Jacques Bompard est maire d’Orange et député (non inscrit) de Vaucluse. Président de la Ligue du Sud, M. Bompard a bien voulu répondre aux questions du Rouge & Le Noir.

R&N : La défense de la famille et de la vie chrétienne sont au cœur des valeurs politiques portées par la Ligue du Sud. Mais leur défense peut-elle prendre de l’ampleur sans une large prise de conscience de la valeur spirituelle de la foi qui aille au-delà d’un simple attachement identitaire ?

Jacques Bompard  : On atteint là une des limites de la vocation politique. L’homme politique est au service de la cité avec pour motif la promotion et la défense du bien commun. Il ne lui appartient pas de discuter ou de définir celui-ci, sinon sa bonne volonté n’aboutit jamais qu’à des réponses décevantes. La défense de la vie et de la famille est la condition à tout politique vertueuse. Ainsi, l’explosion des familles, notamment par le divorce de masse, a largement endommagé la société ! La négation constante de la différence des sexes complète une visée cosmopolite de l’indifférenciation. L’avortement érigé en principe organisateur de la cité, l’instrumentalisation des actions de la recherche scientifique par le transhumanisme condamnent, de facto, notre société au chaos.

En somme, la défense de l’anthropologie chrétienne n’est pas un combat identitaire, elle est la seule fondation possible pour une action politique juste. L’évangélisation relève d’un autre charisme que je respecte assez pour ne pas y introduire des mandats. Reste à espérer que les clercs fassent de même.

R&N : La proposition de loi que vous avez récemment déposée pour lutter contre toutes les violences faites aux femmes a été qualifiée, entre autres, par vos ennemis politiques de “texte réactionnaire qui repose sur un argumentaire bancal, truffé d’amalgames.” On vous reproche notamment de faire de la théorie du genre “une autre violence éthique contre la féminité”. Encourager les filles à faire la guerre est-il vraiment une violence au même titre que le viol physique ?

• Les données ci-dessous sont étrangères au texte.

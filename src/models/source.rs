use indexmap::IndexMap;
use serde::Deserialize;

/// One entry from the source's rated-films export.
///
/// Ratings are on the source's 10-point half-star scale (a 9 is four and a
/// half stars). Every field tolerates absence; the export omits keys it has
/// no data for.
#[derive(Debug, Clone, PartialEq, Deserialize)]
pub struct SourceFilm {
    #[serde(default)]
    pub name: Option<String>,
    #[serde(default)]
    pub year: Option<i32>,
    #[serde(default)]
    pub rating: Option<i32>,
    #[serde(default)]
    pub liked: bool,
}

/// The slug-keyed rated-films map.
///
/// Keyed and iterated in the source's own order; downstream tie-breaking
/// relies on that order surviving deserialization.
#[derive(Debug, Clone, Default, Deserialize)]
pub struct UserFilms {
    #[serde(default)]
    pub movies: IndexMap<String, SourceFilm>,
}

/// One entry from the source's watchlist export
#[derive(Debug, Clone, PartialEq, Deserialize)]
pub struct SourceWatchlistEntry {
    #[serde(default)]
    pub name: Option<String>,
    #[serde(default)]
    pub year: Option<i32>,
    #[serde(default)]
    pub url: Option<String>,
}

/// The slug-keyed watchlist map, source-ordered like [`UserFilms`]
#[derive(Debug, Clone, Default, Deserialize)]
pub struct UserWatchlist {
    #[serde(default)]
    pub data: IndexMap<String, SourceWatchlistEntry>,
}

/// Profile counters; missing counters read as zero
#[derive(Debug, Clone, Default, PartialEq, Deserialize)]
pub struct SourceStats {
    #[serde(default)]
    pub films: u64,
    #[serde(default)]
    pub following: u64,
    #[serde(default)]
    pub followers: u64,
}

#[derive(Debug, Clone, Default, Deserialize)]
pub struct SourceProfile {
    #[serde(default)]
    pub display_name: Option<String>,
    #[serde(default)]
    pub bio: Option<String>,
    #[serde(default)]
    pub url: Option<String>,
    #[serde(default)]
    pub stats: SourceStats,
}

Jacques Bompard  : Il y a une violence qui touche directement les êtres, il en est une autre qui s’attaque insidieusement à leur personne. L’horreur du viol de la chair doit être traitée avec la plus profonde fermeté, c’est pourquoi je demande une aggravation des peines dans cette proposition de loi. Mais mépriser les violences faites à la conscience et à la Nature, c’est avoir une conception abîmée de l’humanité. Et l’intrusion de l’État, voire de quelques sectes, dans la plus profonde intimité des femmes, est une violence intolérable qui, au moment où elle fait système, ne peut qu’engendrer les pires drames humains. Enfin, il est évident que ces violences se cumulent et qu’une conception dissociée de l’Homme et de l’humanité est l’une des sources de l’ensauvagement de notre société.

R&N : Le choix du Gouvernement de proposer au constituant de réviser la norme suprême pour élargir le champ de la déchéance de nationalité vous paraît-il opportun ?

Jacques Bompard  : La question de la déchéance de la nationalité est un cas limite car elle pose en profondeur la question du contractualisme. Et François Hollande savait parfaitement qu’il piégerait la droite en lui demandant ce qu’était un Français. Cela n’a pas manqué : on a vu un spectacle affligeant conviant l’émotion, le sentimentalisme, le républicanisme éploré. Tout cela, comme à l’habitude, sans la moindre véracité historique. En somme, le piège est simple : soit l’on admet que le fait d’être Français est une citoyenneté, c’est-à-dire une idée, soit une nationalité, c’est-à-dire un tout confus mais chaleureux de reconnaissance inclue à la communauté. Et la réponse tient évidemment à un équilibre entre les deux puisque ne peut être membre de la communauté nationale celui dont la communauté répute dans sa très grande majorité qu’il n’en est pas membre. Et la loi est justement là pour interdire que les passions de la communauté nationale n’aillent trop loin dans la subjectivité. Le fait est que désormais, la loi envahit les corps sociaux et veut réformer toutes leurs positions. On l’avoue dans le champ des droits des binationaux ou non.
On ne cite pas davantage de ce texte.